クルマを買い替える計画があるのなら、電気自動車(EV)がおすすめです。EVに積まれたバッテリーは、住宅で使われる蓄電池と同様のリチウムイオンバッテリー。EVと家をつなぐV2H(Vehicle to Home)機器を設置すれば、EVのバッテリーを家庭用蓄電池としても併用することができます。しかも、電気自動車に搭載されているバッテリーは、一般的な家庭用蓄電池よりもはるかに大容量。一般的な家庭用蓄電池の容量が4~12kWh程度であるのに対し、日産のEV「リーフ」のバッテリー容量は40〜62kWhにも達しています。

ただ、EVを家庭用蓄電池として使う場合、太陽光で発電した電気を蓄電する時間帯(昼間)はあまり乗らないなど、ライフスタイルとの兼ね合いがポイントに。とはいえ、外出を自粛しなければならない状況が続くようなら、EVを家庭用蓄電池としても活用するという作戦はおおいにアリでしょう。

EVは走る蓄電池になる


太陽光パネルで発電した電気をEVに充電して、走行に使う。再び家に戻し、家の電気として活用することもできる。
出典:日産自動車

集合住宅でもできる
ベランダ発電自家消費

「太陽光発電をしたいけど、賃貸マンションだからムリ」と諦めている方もいるでしょう。でも、諦める必要なんてないんです。ベランダやバルコニーに太陽光パネルを設置するという手があります。スペースが限られるので、たくさんの電気をつくることはできませんが、だからこそむしろ気軽に自家消費システムを構築することが可能。

実際、小規模な発電システム用なら蓄電池も手頃な値段で手に入るので、全量使い切りの自家消費が容易なのです。はじめから売電をしない前提なら、難しい電気工事も必要ないので、設置も簡単。DIY感覚で、自分ひとりで施工することもできます。

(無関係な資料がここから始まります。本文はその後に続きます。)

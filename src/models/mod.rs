// ============ Model implementations ============

pub(crate) mod robertuito;

// Public model structs and options (for type annotations)
pub use robertuito::{RobertuitoOptions, RobertuitoSentimentModel};
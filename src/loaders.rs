use std::collections::HashMap;
use std::path::PathBuf;
use std::time::Duration;

use serde::Deserialize;
use tokenizers::{Tokenizer, TruncationParams};

use crate::error::{AnalyzerError, Result};

#[derive(Debug, Clone)]
pub struct HfLoader {
    pub repo: String,
    pub filename: String,
}

impl HfLoader {
    pub fn new(repo: &str, filename: &str) -> Self {
        Self {
            repo: repo.into(),
            filename: filename.into(),
        }
    }

    /// Resolve the file from the local hub cache, downloading it if needed.
    pub fn load(&self) -> Result<PathBuf> {
        let hf_api = hf_hub::api::sync::ApiBuilder::new()
            .with_progress(false)
            .build()
            .map_err(|e| {
                AnalyzerError::Download(format!("Failed to initialize HuggingFace API: {e}"))
            })?;
        let hf_api = hf_api.model(self.repo.clone());

        let max_retries = 3;
        let mut attempts = 0u32;

        for attempt in 0..max_retries {
            match hf_api.get(self.filename.as_str()) {
                Ok(path) => return Ok(path),
                Err(e) => {
                    let error_msg = e.to_string();
                    attempts = attempt + 1;
                    // Another process holds the cache lock while it downloads the same file.
                    if error_msg.contains("Lock acquisition failed") && attempt < max_retries - 1 {
                        std::thread::sleep(Duration::from_millis(100 * (1 << attempt)));
                        continue;
                    }
                    return Err(AnalyzerError::Download(format!(
                        "Failed to download '{}' from '{}': {}",
                        self.filename, self.repo, error_msg
                    )));
                }
            }
        }

        Err(AnalyzerError::Download(format!(
            "Download timed out for '{}' from '{}' after {} attempt(s)",
            self.filename, self.repo, attempts
        )))
    }
}

#[derive(Clone)]
pub struct TokenizerLoader {
    pub tokenizer_file_loader: HfLoader,
    pub max_length: usize,
}

impl TokenizerLoader {
    pub fn new(repo: &str, filename: &str, max_length: usize) -> Self {
        Self {
            tokenizer_file_loader: HfLoader::new(repo, filename),
            max_length,
        }
    }

    /// Load the tokenizer with right truncation at `max_length` and no padding.
    pub fn load(&self) -> Result<Tokenizer> {
        let tokenizer_file_path = self.tokenizer_file_loader.load()?;
        let path_str = tokenizer_file_path.display().to_string();

        let mut tokenizer = Tokenizer::from_file(&tokenizer_file_path).map_err(|e| {
            AnalyzerError::Tokenization(format!(
                "Failed to load tokenizer from '{path_str}': {e}"
            ))
        })?;

        tokenizer
            .with_truncation(Some(TruncationParams {
                max_length: self.max_length,
                ..Default::default()
            }))
            .map_err(|e| {
                AnalyzerError::Tokenization(format!("Failed to configure truncation: {e}"))
            })?;
        tokenizer.with_padding(None);

        Ok(tokenizer)
    }
}

/// `config.json` of a sequence classifier, read twice: once raw for the backbone
/// config, once for the label table.
pub struct ClassifierConfig {
    pub raw: String,
    /// Labels ordered by class index.
    pub labels: Vec<String>,
}

#[derive(Deserialize)]
struct LabelTable {
    #[serde(default)]
    id2label: HashMap<String, String>,
}

pub struct ClassifierConfigLoader {
    pub config_file_loader: HfLoader,
}

impl ClassifierConfigLoader {
    pub fn new(repo: &str) -> Self {
        Self {
            config_file_loader: HfLoader::new(repo, "config.json"),
        }
    }

    pub fn load(&self) -> Result<ClassifierConfig> {
        let path = self.config_file_loader.load()?;
        let raw = std::fs::read_to_string(path)?;
        let labels = parse_labels(&raw)?;
        Ok(ClassifierConfig { raw, labels })
    }
}

/// Order the `id2label` table by class index, rejecting gaps.
pub(crate) fn parse_labels(config_json: &str) -> Result<Vec<String>> {
    let table: LabelTable = serde_json::from_str(config_json)?;
    if table.id2label.is_empty() {
        return Err(AnalyzerError::Construction(
            "config.json has no id2label table".into(),
        ));
    }
    (0..table.id2label.len())
        .map(|i| {
            table.id2label.get(&i.to_string()).cloned().ok_or_else(|| {
                AnalyzerError::Construction(format!(
                    "id2label has no entry for class {i}; found {:?}",
                    table.id2label.keys().collect::<Vec<_>>()
                ))
            })
        })
        .collect()
}

#[derive(Debug, Clone)]
pub enum WeightsFile {
    SafeTensors(PathBuf),
    Pickle(PathBuf),
}

pub struct WeightsLoader {
    pub repo: String,
}

impl WeightsLoader {
    pub fn new(repo: &str) -> Self {
        Self { repo: repo.into() }
    }

    /// Prefer `model.safetensors`, falling back to `pytorch_model.bin`.
    pub fn load(&self) -> Result<WeightsFile> {
        match HfLoader::new(&self.repo, "model.safetensors").load() {
            Ok(path) => Ok(WeightsFile::SafeTensors(path)),
            Err(safetensors_err) => HfLoader::new(&self.repo, "pytorch_model.bin")
                .load()
                .map(WeightsFile::Pickle)
                .map_err(|e| {
                    AnalyzerError::Download(format!(
                        "No usable weights in '{}': {safetensors_err}; {e}",
                        self.repo
                    ))
                }),
        }
    }
}

#[cfg(test)]
mod tests {
    use super::*;

    #[test]
    fn labels_are_ordered_by_index() {
        let json = r#"{"id2label": {"2": "POS", "0": "NEG", "1": "NEU"}, "hidden_size": 768}"#;
        assert_eq!(parse_labels(json).unwrap(), vec!["NEG", "NEU", "POS"]);
    }

    #[test]
    fn missing_label_table_is_a_construction_error() {
        let err = parse_labels(r#"{"hidden_size": 768}"#).unwrap_err();
        assert!(matches!(err, AnalyzerError::Construction(_)));
    }

    #[test]
    fn gap_in_label_indices_is_rejected() {
        let err = parse_labels(r#"{"id2label": {"0": "NEG", "2": "POS"}}"#).unwrap_err();
        assert!(err.to_string().contains("class 1"));
    }
}
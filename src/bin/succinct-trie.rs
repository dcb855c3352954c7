//! Command-line driver for building and querying succinct tries.
//!
//! # Example
//!
//! ```bash
//! succinct-trie build words.txt -o trie.json
//! succinct-trie lookup -a trie.json apple alp
//! succinct-trie suggest -a trie.json ap -n 5
//! ```

use std::fs::File;
use std::io::{self, BufRead, BufReader, BufWriter, Write};
use std::path::{Path, PathBuf};

use anyhow::{Context, Result};
use clap::{Args, Parser, Subcommand};
use succinct_trie::{
    Artifact, DirectoryConfig, FrozenTrie, Trie, TrieConfig, DEFAULT_ALPHABET, DEFAULT_L1,
    DEFAULT_L2,
};
use tracing::{debug, info};

#[derive(Parser, Debug)]
#[command(name = "succinct-trie")]
#[command(about = "Build and query succinct tries over word lists")]
struct Cli {
    #[command(flatten)]
    config: ConfigArgs,

    #[command(subcommand)]
    command: Command,
}

/// Settings shared by every subcommand; readers must match the builder.
#[derive(Args, Debug)]
struct ConfigArgs {
    /// Characters words may contain, in label order
    #[arg(long, global = true, default_value = DEFAULT_ALPHABET, env = "SUCCINCT_TRIE_ALPHABET")]
    alphabet: String,

    /// Slots summarized by each coarse directory entry
    #[arg(long, global = true, default_value_t = DEFAULT_L1, env = "SUCCINCT_TRIE_L1")]
    l1: u64,

    /// Slots summarized by each fine directory entry
    #[arg(long, global = true, default_value_t = DEFAULT_L2, env = "SUCCINCT_TRIE_L2")]
    l2: u64,
}

impl ConfigArgs {
    fn to_config(&self) -> Result<TrieConfig> {
        let config = TrieConfig {
            alphabet: self.alphabet.clone(),
            directory: DirectoryConfig {
                l1: self.l1,
                l2: self.l2,
            },
        };
        config.validate()?;
        Ok(config)
    }
}

#[derive(Subcommand, Debug)]
enum Command {
    /// Build an artifact from word lists, one word per line
    Build {
        /// Input files
        #[arg(required = true)]
        files: Vec<PathBuf>,

        /// Where to write the artifact
        #[arg(short, long, default_value = "trie.json")]
        output: PathBuf,
    },

    /// Check words for membership, interactively when none are given
    Lookup {
        /// Artifact to query
        #[arg(short, long, env = "SUCCINCT_TRIE_ARTIFACT")]
        artifact: PathBuf,

        /// Words to check
        words: Vec<String>,
    },

    /// List words starting with a prefix
    Suggest {
        /// Artifact to query
        #[arg(short, long, env = "SUCCINCT_TRIE_ARTIFACT")]
        artifact: PathBuf,

        prefix: String,

        /// Maximum number of words to print
        #[arg(short = 'n', long, default_value_t = 10)]
        limit: usize,
    },
}

fn main() -> Result<()> {
    tracing_subscriber::fmt()
        .with_writer(io::stderr)
        .with_env_filter(
            tracing_subscriber::EnvFilter::from_default_env()
                .add_directive("succinct_trie=info".parse()?),
        )
        .init();

    let cli = Cli::parse();
    let config = cli.config.to_config()?;

    match cli.command {
        Command::Build { files, output } => build(&files, &output, &config),
        Command::Lookup { artifact, words } => {
            let trie = load(&artifact, &config)?;
            if words.is_empty() {
                repl(&trie)
            } else {
                let mut out = io::stdout().lock();
                for word in &words {
                    writeln!(out, "{}", trie.lookup(word))?;
                }
                Ok(())
            }
        }
        Command::Suggest {
            artifact,
            prefix,
            limit,
        } => {
            let trie = load(&artifact, &config)?;
            let mut out = io::stdout().lock();
            for word in trie.suggest(&prefix, limit)? {
                writeln!(out, "{word}")?;
            }
            Ok(())
        }
    }
}

fn build(files: &[PathBuf], output: &Path, config: &TrieConfig) -> Result<()> {
    let mut words = Vec::new();
    for path in files {
        let file = File::open(path).with_context(|| format!("opening {}", path.display()))?;
        for line in BufReader::new(file).lines() {
            let line = line.with_context(|| format!("reading {}", path.display()))?;
            let word = line.trim();
            if !word.is_empty() {
                words.push(word.to_string());
            }
        }
    }
    words.sort();
    words.dedup();
    debug!(words = words.len(), "read word list");

    let mut trie = Trie::with_alphabet(config.alphabet()?);
    for word in &words {
        trie.insert(word)
            .with_context(|| format!("inserting {word:?}"))?;
    }

    let artifact = Artifact::build(&trie, &config.directory)?;
    let file = File::create(output).with_context(|| format!("creating {}", output.display()))?;
    artifact.write_to(BufWriter::new(file))?;

    info!(
        words = words.len(),
        nodes = artifact.node_count,
        output = %output.display(),
        "wrote trie"
    );
    Ok(())
}

fn load(path: &Path, config: &TrieConfig) -> Result<FrozenTrie> {
    let file = File::open(path).with_context(|| format!("opening {}", path.display()))?;
    let artifact = Artifact::read_from(BufReader::new(file))
        .with_context(|| format!("reading {}", path.display()))?;
    Ok(artifact.freeze(config)?)
}

/// Prompts for words until end of input.
fn repl(trie: &FrozenTrie) -> Result<()> {
    let mut input = io::stdin().lock();
    let mut out = io::stdout().lock();
    let mut line = String::new();
    loop {
        write!(out, "word> ")?;
        out.flush()?;
        line.clear();
        if input.read_line(&mut line)? == 0 {
            writeln!(out)?;
            return Ok(());
        }
        let word = line.trim_end_matches(['\n', '\r']);
        writeln!(out, "{}", trie.lookup(word))?;
    }
}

自家消費型太陽光発電のカタチは、一様ではありません。それぞれのご家庭、それぞれの暮らしに合わせて、我が家のカタチを探してみてください。自宅で過ごす特別な時間、できるなら我が家でつくった我が家の電気で彩りたいですよね。みんなで手を握り、大声で笑い合えるその日まで、なにはともあれ自宅で元気に過ごしましょう!